Dataset entries:
************
//! Idempotent creation of hosting resources.
//!
//! Each `ensure_*` call lists what the account already has and only
//! creates the resource when it is absent. A create that races with
//! another client and faults with "already exists" is resolved by
//! listing again.

use crate::api::{
    AppInfo, AppSpec, DbInfo, DomainInfo, HostingApi, Session, WebsiteInfo, WebsiteSpec,
};
use crate::error::DeployResult;

/// Outcome of an idempotent provisioning call.
#[derive(Debug, Clone, PartialEq, Eq)]
pub enum Provisioned<T> {
    /// The resource was created by this call.
    Created(T),
    /// A resource with this name was already present.
    Existing(T),
}

impl<T> Provisioned<T> {
    #[must_use]
    pub const fn get(&self) -> &T {
        match self {
            Self::Created(t) | Self::Existing(t) => t,
        }
    }

    #[must_use]
    pub fn into_inner(self) -> T {
        match self {
            Self::Created(t) | Self::Existing(t) => t,
        }
    }

    #[must_use]
    pub const fn was_created(&self) -> bool {
        matches!(self, Self::Created(_))
    }
}

fn ensure<T>(
    find: impl Fn() -> DeployResult<Option<T>>,
    create: impl FnOnce() -> DeployResult<T>,
) -> DeployResult<Provisioned<T>> {
    if let Some(found) = find()? {
        return Ok(Provisioned::Existing(found));
    }

    match create() {
        Ok(created) => Ok(Provisioned::Created(created)),
        Err(e) if e.is_already_exists() => find()?.map(Provisioned::Existing).ok_or(e),
        Err(e) => Err(e),
    }
}

/// Idempotent resource operations against one account.
pub struct Resources<'a> {
    api: &'a dyn HostingApi,
    user: &'a str,
    password: &'a str,
}

impl<'a> Resources<'a> {
    #[must_use]
    pub fn new(api: &'a dyn HostingApi, user: &'a str, password: &'a str) -> Self {
        Self {
            api,
            user,
            password,
        }
    }

    fn session(&self) -> DeployResult<Session> {
        self.api.login(self.user, self.password)
    }

    pub fn ensure_app(&self, spec: &AppSpec) -> DeployResult<Provisioned<AppInfo>> {
        let session = self.session()?;
        ensure(
            || {
                Ok(self
                    .api
                    .list_apps(&session)?
                    .into_iter()
                    .find(|a| a.name == spec.name))
            },
            || self.api.create_app(&session, spec),
        )
    }

    /// Ensure `domain` carries `subdomain`.
    pub fn ensure_domain(
        &self,
        domain: &str,
        subdomain: &str,
    ) -> DeployResult<Provisioned<DomainInfo>> {
        let session = self.session()?;
        ensure(
            || {
                Ok(self.api.list_domains(&session)?.into_iter().find(|d| {
                    d.domain == domain && d.subdomains.iter().any(|s| s == subdomain)
                }))
            },
            || self.api.create_domain(&session, domain, subdomain),
        )
    }

    pub fn ensure_website(&self, site: &WebsiteSpec) -> DeployResult<Provisioned<WebsiteInfo>> {
        let session = self.session()?;
        ensure(
            || {
                Ok(self
                    .api
                    .list_websites(&session)?
                    .into_iter()
                    .find(|w| w.name == site.name))
            },
            || self.api.create_website(&session, site),
        )
    }

    pub fn ensure_db(&self, name: &str, db_type: &str) -> DeployResult<Provisioned<DbInfo>> {
        let session = self.session()?;
        ensure(
            || {
                Ok(self
                    .api
                    .list_dbs(&session)?
                    .into_iter()
                    .find(|d| d.name == name))
            },
            || self.api.create_db(&session, name, db_type, self.password),
        )
    }
}

#[cfg(test)]
mod tests {
    use std::cell::Cell;

    use super::*;
    use crate::error::DeployError;

    #[test]
    fn found_resource_is_not_created() {
        let created = Cell::new(false);
        let outcome = ensure(
            || Ok(Some(1)),
            || {
                created.set(true);
                Ok(2)
            },
        )
        .unwrap();

        assert_eq!(outcome, Provisioned::Existing(1));
        assert!(!created.get());
    }

    #[test]
    fn absent_resource_is_created() {
        let outcome = ensure(|| Ok(None), || Ok(2)).unwrap();
        assert_eq!(outcome, Provisioned::Created(2));
        assert!(outcome.was_created());
    }

    #[test]
    fn already_exists_fault_resolves_through_a_second_lookup() {
        let lookups = Cell::new(0);
        let outcome = ensure(
            || {
                lookups.set(lookups.get() + 1);
                Ok((lookups.get() > 1).then_some(7))
            },
            || {
                Err(DeployError::Fault {
                    code: 1,
                    message: "Name already exists.".into(),
                })
            },
        )
        .unwrap();

        assert_eq!(outcome.into_inner(), 7);
    }

    #[test]
    fn other_faults_propagate() {
        let err = ensure::<u8>(
            || Ok(None),
            || {
                Err(DeployError::Fault {
                    code: 1,
                    message: "quota exceeded".into(),
                })
            },
        )
        .unwrap_err();

        assert!(matches!(err, DeployError::Fault { .. }));
    }
}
************
PROBLEM DESCRIPTION:
All that should be written out is the stretch of lines above between the one holding "find: impl Fn()" and the one holding "fn session(&self) ->", inclusive, exactly as given.

REPLY:
    find: impl Fn() -> DeployResult<Option<T>>,
    create: impl FnOnce() -> DeployResult<T>,
) -> DeployResult<Provisioned<T>> {
    if let Some(found) = find()? {
        return Ok(Provisioned::Existing(found));
    }

    match create() {
        Ok(created) => Ok(Provisioned::Created(created)),
        Err(e) if e.is_already_exists() => find()?.map(Provisioned::Existing).ok_or(e),
        Err(e) => Err(e),
    }
}

/// Idempotent resource operations against one account.
pub struct Resources<'a> {
    api: &'a dyn HostingApi,
    user: &'a str,
    password: &'a str,
}

impl<'a> Resources<'a> {
    #[must_use]
    pub fn new(api: &'a dyn HostingApi, user: &'a str, password: &'a str) -> Self {
        Self {
            api,
            user,
            password,
        }
    }

    fn session(&self) -> DeployResult<Session> {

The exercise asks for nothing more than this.